//! Metrics for state machines.
//!
//! Recording goes through the `metrics` facade and is a no-op until a
//! recorder is installed. [`init_metrics`] installs a Prometheus recorder,
//! optionally with an HTTP listener.

use std::sync::atomic::{AtomicBool, Ordering};

use metrics::{counter, describe_counter, describe_gauge, gauge};
use metrics_exporter_prometheus::PrometheusBuilder;

use crate::error::TickstateError;
use crate::fsm::Pipeline;

/// Guard to prevent double-initialization of the metrics recorder.
static METRICS_INITIALIZED: AtomicBool = AtomicBool::new(false);

/// Maximum length for user-supplied label values.
const MAX_LABEL_LEN: usize = 64;

/// Initializes the global metrics recorder.
///
/// With `port`, a Prometheus HTTP listener is started on
/// `127.0.0.1:<port>`. Without it, the recorder is installed with no
/// endpoint.
///
/// # Errors
///
/// Returns `TickstateError::Io` if the recorder or listener cannot be
/// installed (e.g. port already in use).
pub fn init_metrics(port: Option<u16>) -> Result<(), TickstateError> {
    if METRICS_INITIALIZED.swap(true, Ordering::SeqCst) {
        tracing::debug!("metrics already initialized, skipping");
        return Ok(());
    }
    port.map_or_else(
        || PrometheusBuilder::new().install_recorder().map(|_| ()),
        |p| {
            PrometheusBuilder::new()
                .with_http_listener(([127, 0, 0, 1], p))
                .install()
        },
    )
    .map_err(|e| TickstateError::Io(std::io::Error::other(e.to_string())))?;

    describe_metrics();
    Ok(())
}

fn describe_metrics() {
    describe_counter!(
        "tickstate_state_changes_total",
        "Completed state changes by machine, source and target"
    );
    describe_counter!(
        "tickstate_transitions_total",
        "Transitions by machine, pipeline and outcome"
    );
    describe_counter!(
        "tickstate_halts_total",
        "Lifecycle faults that left a machine without a current state"
    );
    describe_gauge!(
        "tickstate_current_state",
        "Current state per machine (1 = current)"
    );
}

/// Records a completed state change.
pub fn record_state_change(machine: &str, from: Option<&str>, to: &str) {
    counter!(
        "tickstate_state_changes_total",
        "machine" => sanitize_label(machine),
        "from" => from.map_or_else(|| "none".to_string(), sanitize_label),
        "to" => sanitize_label(to),
    )
    .increment(1);
}

/// Records a transition outcome (`completed`, `cancelled` or `failed`).
pub fn record_transition(machine: &str, pipeline: Pipeline, outcome: &'static str) {
    counter!(
        "tickstate_transitions_total",
        "machine" => sanitize_label(machine),
        "pipeline" => pipeline.as_str(),
        "outcome" => outcome,
    )
    .increment(1);
}

/// Records a machine halt caused by `state`.
pub fn record_halt(machine: &str, state: &str) {
    counter!(
        "tickstate_halts_total",
        "machine" => sanitize_label(machine),
        "state" => sanitize_label(state),
    )
    .increment(1);
}

/// Sets the current-state gauge.
///
/// Zeros the previous state's label first so stale labels do not keep
/// reporting `1.0`.
pub fn set_current_state(machine: &str, state: Option<&str>, previous: Option<&str>) {
    let machine = sanitize_label(machine);
    if let Some(prev) = previous {
        gauge!(
            "tickstate_current_state",
            "machine" => machine.clone(),
            "state" => sanitize_label(prev),
        )
        .set(0.0);
    }
    if let Some(state) = state {
        gauge!(
            "tickstate_current_state",
            "machine" => machine,
            "state" => sanitize_label(state),
        )
        .set(1.0);
    }
}

/// Truncates a user-supplied name and replaces characters outside
/// `[A-Za-z0-9_-]` with `_`.
#[must_use]
fn sanitize_label(name: &str) -> String {
    name.chars()
        .take(MAX_LABEL_LEN)
        .map(|c| {
            if c.is_ascii_alphanumeric() || c == '_' || c == '-' {
                c
            } else {
                '_'
            }
        })
        .collect()
}
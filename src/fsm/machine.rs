//! State machine orchestration.
//!
//! The [`StateMachine`] owns the state registry, the transitions and the
//! event table, and runs two transition pipelines over a single `current`
//! field:
//!
//! - **sync**: [`force_transition_to`](StateMachine::force_transition_to)
//!   and [`try_transition_to`](StateMachine::try_transition_to) exit and
//!   enter inside one call;
//! - **async**: [`start`](StateMachine::start),
//!   [`force_transition_to_async`](StateMachine::force_transition_to_async)
//!   and transitions found by the per-tick scan run as a machine-owned
//!   future that may suspend across ticks.
//!
//! At most one async operation is in flight. The sync pipeline cancels and
//! drops it before touching `current`, and every mutation goes through
//! `&mut self`, so the pipelines never interleave.

use std::any::Any;
use std::panic::AssertUnwindSafe;
use std::sync::Arc;
use std::task::{Context, Poll, Waker};
use std::time::Duration;

use chrono::{DateTime, Utc};
use futures_util::FutureExt;
use futures_util::future::BoxFuture;
use indexmap::IndexMap;
use tokio::sync::mpsc;
use tokio_util::sync::CancellationToken;
use tracing::{debug, error, info, warn};
use uuid::Uuid;

use crate::error::{MachineError, StateError};
use crate::observability::metrics;

use super::events::EventTriggers;
use super::history::{History, StateChange};
use super::notify::{MachineEvent, Observers, Pipeline, TransitionRef};
use super::state::{State, StateId, StateInfo, StateSlot};
use super::transition::{Transition, TransitionId};

/// Default number of state changes kept by [`StateMachine::history`].
pub const DEFAULT_HISTORY_LIMIT: usize = 32;

/// Static machine settings.
#[derive(Debug, Clone, PartialEq, Eq)]
pub struct MachineConfig {
    /// Name used in logs, metrics and errors
    pub name: String,
    /// State entered by `start(None)`; falls back to the first registered
    pub default_state: Option<StateId>,
    /// Number of completed state changes retained
    pub history_limit: usize,
}

impl MachineConfig {
    /// Creates a config with the given name and defaults elsewhere.
    #[must_use]
    pub fn new(name: impl Into<String>) -> Self {
        Self {
            name: name.into(),
            ..Self::default()
        }
    }

    /// Sets the default initial state.
    #[must_use]
    pub fn with_default_state(mut self, state: impl Into<StateId>) -> Self {
        self.default_state = Some(state.into());
        self
    }

    /// Sets the history capacity.
    #[must_use]
    pub const fn with_history_limit(mut self, limit: usize) -> Self {
        self.history_limit = limit;
        self
    }
}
---
__EXERCISE DIRECTIONS__.
Every entry should be output again exactly as written.

__YOUR SOLUTION__.
//! Metrics for state machines.
//!
//! Recording goes through the `metrics` facade and is a no-op until a
//! recorder is installed. [`init_metrics`] installs a Prometheus recorder,
//! optionally with an HTTP listener.

use std::sync::atomic::{AtomicBool, Ordering};

use metrics::{counter, describe_counter, describe_gauge, gauge};
use metrics_exporter_prometheus::PrometheusBuilder;

use crate::error::TickstateError;
use crate::fsm::Pipeline;

/// Guard to prevent double-initialization of the metrics recorder.
static METRICS_INITIALIZED: AtomicBool = AtomicBool::new(false);

/// Maximum length for user-supplied label values.
const MAX_LABEL_LEN: usize = 64;

/// Initializes the global metrics recorder.
///
/// With `port`, a Prometheus HTTP listener is started on
/// `127.0.0.1:<port>`. Without it, the recorder is installed with no
/// endpoint.
///
/// # Errors
///
/// Returns `TickstateError::Io` if the recorder or listener cannot be
/// installed (e.g. port already in use).
pub fn init_metrics(port: Option<u16>) -> Result<(), TickstateError> {
    if METRICS_INITIALIZED.swap(true, Ordering::SeqCst) {
        tracing::debug!("metrics already initialized, skipping");
        return Ok(());
    }
    port.map_or_else(
        || PrometheusBuilder::new().install_recorder().map(|_| ()),
        |p| {
            PrometheusBuilder::new()
                .with_http_listener(([127, 0, 0, 1], p))
                .install()
        },
    )
    .map_err(|e| TickstateError::Io(std::io::Error::other(e.to_string())))?;

    describe_metrics();
    Ok(())
}

fn describe_metrics() {
    describe_counter!(
        "tickstate_state_changes_total",
        "Completed state changes by machine, source and target"
    );
    describe_counter!(
        "tickstate_transitions_total",
        "Transitions by machine, pipeline and outcome"
    );
    describe_counter!(
        "tickstate_halts_total",
        "Lifecycle faults that left a machine without a current state"
    );
    describe_gauge!(
        "tickstate_current_state",
        "Current state per machine (1 = current)"
    );
}

/// Records a completed state change.
pub fn record_state_change(machine: &str, from: Option<&str>, to: &str) {
    counter!(
        "tickstate_state_changes_total",
        "machine" => sanitize_label(machine),
        "from" => from.map_or_else(|| "none".to_string(), sanitize_label),
        "to" => sanitize_label(to),
    )
    .increment(1);
}

/// Records a transition outcome (`completed`, `cancelled` or `failed`).
pub fn record_transition(machine: &str, pipeline: Pipeline, outcome: &'static str) {
    counter!(
        "tickstate_transitions_total",
        "machine" => sanitize_label(machine),
        "pipeline" => pipeline.as_str(),
        "outcome" => outcome,
    )
    .increment(1);
}

/// Records a machine halt caused by `state`.
pub fn record_halt(machine: &str, state: &str) {
    counter!(
        "tickstate_halts_total",
        "machine" => sanitize_label(machine),
        "state" => sanitize_label(state),
    )
    .increment(1);
}

/// Sets the current-state gauge.
///
/// Zeros the previous state's label first so stale labels do not keep
/// reporting `1.0`.
pub fn set_current_state(machine: &str, state: Option<&str>, previous: Option<&str>) {
    let machine = sanitize_label(machine);
    if let Some(prev) = previous {
        gauge!(
            "tickstate_current_state",
            "machine" => machine.clone(),
            "state" => sanitize_label(prev),
        )
        .set(0.0);
    }
    if let Some(state) = state {
        gauge!(
            "tickstate_current_state",
            "machine" => machine,
            "state" => sanitize_label(state),
        )
        .set(1.0);
    }
}

/// Truncates a user-supplied name and replaces characters outside
/// `[A-Za-z0-9_-]` with `_`.
#[must_use]
fn sanitize_label(name: &str) -> String {
    name.chars()
        .take(MAX_LABEL_LEN)
        .map(|c| {
            if c.is_ascii_alphanumeric() || c == '_' || c == '-' {
                c
            } else {
                '_'
            }
        })
        .collect()
}
filename src/fsm/machine.rs
//! State machine orchestration.
//!
//! The [`StateMachine`] owns the state registry, the transitions and the
//! event table, and runs two transition pipelines over a single `current`
//! field:
//!
//! - **sync**: [`force_transition_to`](StateMachine::force_transition_to)
//!   and [`try_transition_to`](StateMachine::try_transition_to) exit and
//!   enter inside one call;
//! - **async**: [`start`](StateMachine::start),
//!   [`force_transition_to_async`](StateMachine::force_transition_to_async)
//!   and transitions found by the per-tick scan run as a machine-owned
//!   future that may suspend across ticks.
//!
//! At most one async operation is in flight. The sync pipeline cancels and
//! drops it before touching `current`, and every mutation goes through
//! `&mut self`, so the pipelines never interleave.

use std::any::Any;
use std::panic::AssertUnwindSafe;
use std::sync::Arc;
use std::task::{Context, Poll, Waker};
use std::time::Duration;

use chrono::{DateTime, Utc};
use futures_util::FutureExt;
use futures_util::future::BoxFuture;
use indexmap::IndexMap;
use tokio::sync::mpsc;
use tokio_util::sync::CancellationToken;
use tracing::{debug, error, info, warn};
use uuid::Uuid;

use crate::error::{MachineError, StateError};
use crate::observability::metrics;

use super::events::EventTriggers;
use super::history::{History, StateChange};
use super::notify::{MachineEvent, Observers, Pipeline, TransitionRef};
use super::state::{State, StateId, StateInfo, StateSlot};
use super::transition::{Transition, TransitionId};

/// Default number of state changes kept by [`StateMachine::history`].
pub const DEFAULT_HISTORY_LIMIT: usize = 32;

/// Static machine settings.
#[derive(Debug, Clone, PartialEq, Eq)]
pub struct MachineConfig {
    /// Name used in logs, metrics and errors
    pub name: String,
    /// State entered by `start(None)`; falls back to the first registered
    pub default_state: Option<StateId>,
    /// Number of completed state changes retained
    pub history_limit: usize,
}

impl MachineConfig {
    /// Creates a config with the given name and defaults elsewhere.
    #[must_use]
    pub fn new(name: impl Into<String>) -> Self {
        Self {
            name: name.into(),
            ..Self::default()
        }
    }

    /// Sets the default initial state.
    #[must_use]
    pub fn with_default_state(mut self, state: impl Into<StateId>) -> Self {
        self.default_state = Some(state.into());
        self
    }

    /// Sets the history capacity.
    #[must_use]
    pub const fn with_history_limit(mut self, limit: usize) -> Self {
        self.history_limit = limit;
        self
    }
}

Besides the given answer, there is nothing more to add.